Quanto à localização dos campos, é praticamente transversal à imensidão do território russo. Há instalações desta natureza em redor do mar Negro, na península ucraniana da Crimeia – anexada pela Rússia em 2014 – e nos arredores de cidades russas como Moscovo, Kazan e Ecaterimburgo. Mas também na Sibéria e no Extremo Oriente.

O relatório diz que o “campo de reeducação” russo mais longínquo está localizado na região de Magadan, junto ao mar de Okhotsk – geograficamente mais perto do território norte-americano (Alasca) que da Ucrânia.

“A transferência ilegal e a deportação de pessoas protegidas é uma grave violação da IV Convenção de Genebra [1949] sobre a protecção de civis e constitui um crime de guerra”, alertou o Departamento de Estado dos EUA, num comunicado divulgado na terça-feira.

Numa mensagem publicada no Telegram, citada pela Reuters, a embaixada da Rússia em Washington D.C. garantiu, no entanto, que Moscovo só aceita “crianças que foram forçadas a fugir da Ucrânia”, por causa da guerra – a que as autoridades russas chamam “operação militar especial”.

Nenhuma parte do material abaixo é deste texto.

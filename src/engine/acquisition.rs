//! Position acquisition strategies
//!
//! A spawn point record starts without a world position. How that position
//! is learned is the one axis the engine is generic over:
//!
//! - [`Exploratory`] learns nothing up front. Unpositioned points are handed
//!   out first, and the position observed when the player actually deploys
//!   is written back through the engine's event sink.
//! - [`Eager`] resolves every point against the world in one pass when the
//!   point list is installed. Points that fail resolution stay unpositioned
//!   and are treated as unusable.

use tracing::warn;

use crate::engine::point::SpawnPoint;
use crate::world::World;

/// How spawn point positions are obtained
pub trait PositionAcquisition<W: World> {
    /// Run one acquisition round over a freshly installed point list
    fn acquire(&self, world: &W, points: &mut [SpawnPoint<W::Player>]);

    /// Whether an unknown position means "hand the point out so the deploy
    /// teaches us where it is" rather than "unusable"
    fn discovers_by_placement(&self) -> bool;
}

/// Learn positions from deploy observations
#[derive(Debug, Clone, Copy, Default)]
pub struct Exploratory;

impl<W: World> PositionAcquisition<W> for Exploratory {
    fn acquire(&self, _world: &W, _points: &mut [SpawnPoint<W::Player>]) {
        // Nothing to do up front; positions arrive through the event sink.
    }

    fn discovers_by_placement(&self) -> bool {
        true
    }
}

/// Resolve every position at setup time
#[derive(Debug, Clone, Copy, Default)]
pub struct Eager;

impl<W: World> PositionAcquisition<W> for Eager {
    fn acquire(&self, world: &W, points: &mut [SpawnPoint<W::Player>]) {
        for point in points.iter_mut() {
            let position = world
                .resolve_spawn_handle(point.id)
                .and_then(|handle| world.handle_position(&handle));
            match position {
                Some(position) => point.position = Some(position),
                None => {
                    // Leave unpositioned; the remaining points still resolve.
                    warn!(
                        "spawn point {} failed resolution, excluded from selection",
                        point.id
                    );
                }
            }
        }
    }

    fn discovers_by_placement(&self) -> bool {
        false
    }
}

#[cfg(test)]
mod tests {
    use super::*;
    use crate::engine::point::SpawnPointId;
    use crate::util::vec3::Vec3;

    /// World that only knows spawn objects with ids below 2000
    struct HalfResolvableWorld;

    impl World for HalfResolvableWorld {
        type Player = u32;
        type Team = i32;
        type Handle = SpawnPointId;

        fn resolve_spawn_handle(&self, id: SpawnPointId) -> Option<SpawnPointId> {
            (id < 2000).then_some(id)
        }

        fn handle_position(&self, handle: &SpawnPointId) -> Option<Vec3> {
            Some(Vec3::new(*handle as f32, 0.0, 0.0))
        }

        fn player_position(&self, _player: &u32) -> Option<Vec3> {
            None
        }

        fn player_team(&self, _player: &u32) -> Option<i32> {
            None
        }

        fn closest_player(&self, _position: Vec3, _team: Option<&i32>) -> Option<u32> {
            None
        }

        fn teams_equal(&self, a: &i32, b: &i32) -> bool {
            a == b
        }

        fn players_equal(&self, a: &u32, b: &u32) -> bool {
            a == b
        }

        fn place_player(&mut self, _player: &u32, _point: SpawnPointId) -> bool {
            false
        }
    }

    #[test]
    fn test_exploratory_acquire_is_noop() {
        let mut points: Vec<SpawnPoint<u32>> =
            vec![SpawnPoint::new(1001), SpawnPoint::new(1002)];
        Exploratory.acquire(&HalfResolvableWorld, &mut points);
        assert!(points.iter().all(|p| p.position.is_none()));
        assert!(PositionAcquisition::<HalfResolvableWorld>::discovers_by_placement(&Exploratory));
    }

    #[test]
    fn test_eager_keeps_resolved_points() {
        let mut points: Vec<SpawnPoint<u32>> =
            vec![SpawnPoint::new(1001), SpawnPoint::new(1002)];
        Eager.acquire(&HalfResolvableWorld, &mut points);

        // Points the world can resolve end up positioned and usable
        assert_eq!(points[0].position, Some(Vec3::new(1001.0, 0.0, 0.0)));
        assert_eq!(points[1].position, Some(Vec3::new(1002.0, 0.0, 0.0)));
        assert!(!PositionAcquisition::<HalfResolvableWorld>::discovers_by_placement(&Eager));
    }

    #[test]
    fn test_eager_excludes_failed_points() {
        let mut points: Vec<SpawnPoint<u32>> =
            vec![SpawnPoint::new(1001), SpawnPoint::new(2001), SpawnPoint::new(1002)];
        Eager.acquire(&HalfResolvableWorld, &mut points);

        // A failed resolution leaves that point unusable without aborting
        // the rest of the batch
        assert!(points[0].position.is_some());
        assert!(points[1].position.is_none());
        assert!(points[2].position.is_some());
    }
}
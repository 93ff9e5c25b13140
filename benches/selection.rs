//! Selection benchmarks
//!
//! Measures automatic spawn selection against growing player counts, with
//! and without team filtering.
//!
//! Run with: cargo bench --bench selection

use criterion::{black_box, criterion_group, criterion_main, BenchmarkId, Criterion, Throughput};
use rand::Rng;
use spawn_director::config::SpawnConfig;
use spawn_director::engine::acquisition::Eager;
use spawn_director::engine::point::SpawnPoint;
use spawn_director::engine::selector::SpawnEngine;
use spawn_director::sim::{PlayerId, SimWorld};
use spawn_director::util::vec3::Vec3;

const POINT_COUNT: usize = 32;
const ARENA_RADIUS: f32 = 800.0;

/// Create a world with players split across two teams and a ring of
/// resolved spawn points
fn create_setup(
    player_count: usize,
    config: SpawnConfig,
) -> (SimWorld, SpawnEngine<SimWorld, Eager>, PlayerId) {
    let mut world = SimWorld::new();
    let mut rng = rand::thread_rng();

    let mut requester = None;
    for i in 0..player_count {
        let position = Vec3::new(
            rng.gen_range(-ARENA_RADIUS..ARENA_RADIUS),
            0.0,
            rng.gen_range(-ARENA_RADIUS..ARENA_RADIUS),
        );
        let id = world.add_player((i % 2) as u32 + 1, position);
        requester.get_or_insert(id);
    }

    let mut points = Vec::with_capacity(POINT_COUNT);
    for i in 0..POINT_COUNT {
        let id = 1001 + i as i32;
        let angle = i as f32 / POINT_COUNT as f32 * std::f32::consts::TAU;
        world.add_spawn_object(
            id,
            Vec3::new(angle.cos() * ARENA_RADIUS, 0.0, angle.sin() * ARENA_RADIUS),
        );
        points.push(SpawnPoint::new(id));
    }

    let mut engine = SpawnEngine::new(config, Eager);
    engine.set_teams(vec![1, 2]);
    engine.set_spawn_points(&world, points);

    let requester = requester.expect("at least one player");
    (world, engine, requester)
}

/// Benchmark automatic selection at various player counts
fn bench_automatic(c: &mut Criterion) {
    let mut group = c.benchmark_group("automatic_selection");
    group.sample_size(50);

    for count in [16, 64, 256, 1000] {
        let (world, mut engine, requester) = create_setup(count, SpawnConfig::default());

        group.throughput(Throughput::Elements(count as u64));
        group.bench_with_input(BenchmarkId::new("any_player", count), &count, |b, _| {
            b.iter(|| {
                black_box(engine.select_spawn_point(&world, black_box(&requester), None))
            })
        });
    }
    group.finish();
}

/// Benchmark team-filtered selection at various player counts
fn bench_team_filter(c: &mut Criterion) {
    let mut group = c.benchmark_group("team_filtered_selection");
    group.sample_size(50);

    for count in [16, 64, 256, 1000] {
        let config = SpawnConfig {
            team_filter: true,
            ..Default::default()
        };
        let (world, mut engine, requester) = create_setup(count, config);

        group.throughput(Throughput::Elements(count as u64));
        group.bench_with_input(BenchmarkId::new("opposing_teams", count), &count, |b, _| {
            b.iter(|| {
                black_box(engine.select_spawn_point(&world, black_box(&requester), None))
            })
        });
    }
    group.finish();
}

criterion_group!(benches, bench_automatic, bench_team_filter);
criterion_main!(benches);
//! Planner configuration.
//!
//! Stored as a JSON object on disk; every field is optional and falls back to
//! the defaults below:
//! ```json
//! {
//!   "candidate_day": "May07",
//!   "economics": { "floor_area": 800.0, "profit_floor": { "mode": "constraint" } },
//!   "top_k": 20
//! }
//! ```

use serde::{Deserialize, Serialize};

use crate::error::PlanError;
use crate::feed::Period;

/// How the minimum daily profit per opened site is enforced.
#[derive(Debug, Clone, Copy, PartialEq, Eq, Serialize, Deserialize)]
#[serde(rename_all = "snake_case")]
pub enum ProfitFloorMode {
    /// Added to the model as `profit(site) >= threshold * open[site]`.
    Constraint,
    /// Solved without the floor; opened sites below it are dropped afterwards.
    PostFilter,
    /// No floor at all.
    Disabled,
}

#[derive(Debug, Clone, PartialEq, Serialize, Deserialize)]
#[serde(default)]
pub struct ProfitFloor {
    pub mode: ProfitFloorMode,
    pub threshold: f64,
}

impl Default for ProfitFloor {
    fn default() -> Self {
        Self {
            mode: ProfitFloorMode::PostFilter,
            threshold: 500.0,
        }
    }
}

/// Fraction of each period's traffic that becomes a paying customer.
#[derive(Debug, Clone, Copy, PartialEq, Serialize, Deserialize)]
#[serde(default)]
pub struct ConversionRates {
    pub am: f64,
    pub md: f64,
    pub pm: f64,
}

impl ConversionRates {
    pub fn uniform(rate: f64) -> Self {
        Self {
            am: rate,
            md: rate,
            pm: rate,
        }
    }

    pub fn get(&self, period: Period) -> f64 {
        match period {
            Period::Am => self.am,
            Period::Md => self.md,
            Period::Pm => self.pm,
        }
    }
}

impl Default for ConversionRates {
    fn default() -> Self {
        Self::uniform(0.08)
    }
}

/// Economic assumptions for the store model.
#[derive(Debug, Clone, PartialEq, Serialize, Deserialize)]
#[serde(default)]
pub struct Economics {
    /// Store floor area in square feet.
    pub floor_area: f64,
    /// Profit earned per converting visitor.
    pub profit_per_customer: f64,
    /// Staffing cost of operating one period.
    pub staff_cost_per_shift: f64,
    /// Utility cost per square foot per operated period.
    pub utility_rate: f64,
    pub conversion_rates: ConversionRates,
    pub profit_floor: ProfitFloor,
}

impl Default for Economics {
    fn default() -> Self {
        Self {
            floor_area: 800.0,
            profit_per_customer: 5.0,
            staff_cost_per_shift: 80.0,
            utility_rate: 0.125,
            conversion_rates: ConversionRates::default(),
            profit_floor: ProfitFloor::default(),
        }
    }
}

impl Economics {
    /// Rejects values that make the model meaningless.
    pub fn validate(&self) -> Result<(), PlanError> {
        check(
            self.floor_area.is_finite() && self.floor_area > 0.0,
            "floor_area must be a positive number",
        )?;
        check(
            self.profit_per_customer.is_finite() && self.profit_per_customer >= 0.0,
            "profit_per_customer must be non-negative",
        )?;
        check(
            self.staff_cost_per_shift.is_finite() && self.staff_cost_per_shift >= 0.0,
            "staff_cost_per_shift must be non-negative",
        )?;
        check(
            self.utility_rate.is_finite() && self.utility_rate >= 0.0,
            "utility_rate must be non-negative",
        )?;
        for period in Period::ALL {
            let rate = self.conversion_rates.get(period);
            check(
                (0.0..=1.0).contains(&rate),
                &format!("conversion rate for {period} must be within [0, 1]"),
            )?;
        }
        check(
            self.profit_floor.threshold.is_finite(),
            "profit_floor.threshold must be finite",
        )?;
        Ok(())
    }
}

/// Column names and the optional explicit day list of the traffic feed.
#[derive(Debug, Clone, PartialEq, Serialize, Deserialize)]
#[serde(default)]
pub struct FeedColumns {
    pub site_id: String,
    pub geometry: String,
    /// When set, exactly these days are read and every `{day}_{period}`
    /// column must be present. When unset, days are discovered from headers.
    pub days: Option<Vec<String>>,
}

impl Default for FeedColumns {
    fn default() -> Self {
        Self {
            site_id: "Loc".to_string(),
            geometry: "the_geom".to_string(),
            days: None,
        }
    }
}

/// Full configuration of a planning run.
#[derive(Debug, Clone, PartialEq, Serialize, Deserialize)]
#[serde(default)]
pub struct PlannerConfig {
    /// Day to build site profiles for; the first day in the feed if unset.
    pub candidate_day: Option<String>,
    pub economics: Economics,
    /// Only the K busiest candidates enter the model. `None` keeps all.
    pub top_k: Option<usize>,
    pub outlier_lower: f64,
    pub outlier_upper: f64,
    /// Rent figures are per unit area per this many days.
    pub rent_amortization_days: f64,
    pub columns: FeedColumns,
}

impl Default for PlannerConfig {
    fn default() -> Self {
        Self {
            candidate_day: None,
            economics: Economics::default(),
            top_k: Some(20),
            outlier_lower: 0.05,
            outlier_upper: 0.95,
            rent_amortization_days: 365.0,
            columns: FeedColumns::default(),
        }
    }
}

impl PlannerConfig {
    /// Loads the config from a JSON file at `path`.
    pub fn load(path: &str) -> Result<Self, PlanError> {
        let content = std::fs::read_to_string(path)?;
        let config: PlannerConfig = serde_json::from_str(&content)?;
        Ok(config)
    }

    pub fn validate(&self) -> Result<(), PlanError> {
        self.economics.validate()?;
        check(
            (0.0..=1.0).contains(&self.outlier_lower)
                && (0.0..=1.0).contains(&self.outlier_upper)
                && self.outlier_lower <= self.outlier_upper,
            "outlier bounds must satisfy 0 <= lower <= upper <= 1",
        )?;
        check(self.top_k != Some(0), "top_k must be at least 1")?;
        check(
            self.rent_amortization_days.is_finite() && self.rent_amortization_days > 0.0,
            "rent_amortization_days must be positive",
        )?;
        if let Some(days) = &self.columns.days {
            check(!days.is_empty(), "columns.days must not be empty")?;
        }
        Ok(())
    }
}

fn check(ok: bool, message: &str) -> Result<(), PlanError> {
    if ok {
        Ok(())
    } else {
        Err(PlanError::Config(message.to_string()))
    }
}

Segundo o relatório da Universidade de Yale, “pelo menos 32 (78%) dos campos identificados pelo HRL de Yale parecem implicados em esforços sistemáticos de reeducação, expondo crianças da Ucrânia a educação académica, cultural, patriótica e/ou militar centrada da Rússia”.

O programa, garantem os investigadores, é “coordenado de forma centralizada ao mais alto nível do Governo russo”.

“Múltiplos campos patrocinados pela Federação Russa são promovidos como ‘programas de integração’, com o suposto objectivo de integrar crianças da Ucrânia na visão do Governo russo sobre a cultura, a história e a sociedade nacionais”, explicam.

“O HRL de Yale identificou várias dezenas de figuras federais, regionais e locais directamente envolvidas em operacionalizar e em justificar politicamente o programa. As actividades dos dirigentes implicados na operação incluem coordenação logística (como o transporte das crianças, por exemplo), recolha de fundos, recolha de mantimentos, gestão directa dos campos e promoção do programa dentro da Rússia e nas áreas ocupadas da Ucrânia”, elencam.

De acordo com o relatório, entre estes indivíduos contam-se pelo menos 12 pessoas que ainda não constam da lista de sanções do Governo norte-americano.

Na terça-feira, porém, Ned Price, porta-voz do Departamento de Estado, deu a entender que vão ser tomadas medidas concretas contra essas pessoas: “Estamos sempre à procura de indivíduos que possam ser responsáveis por crimes de guerra e por atrocidades na Ucrânia.”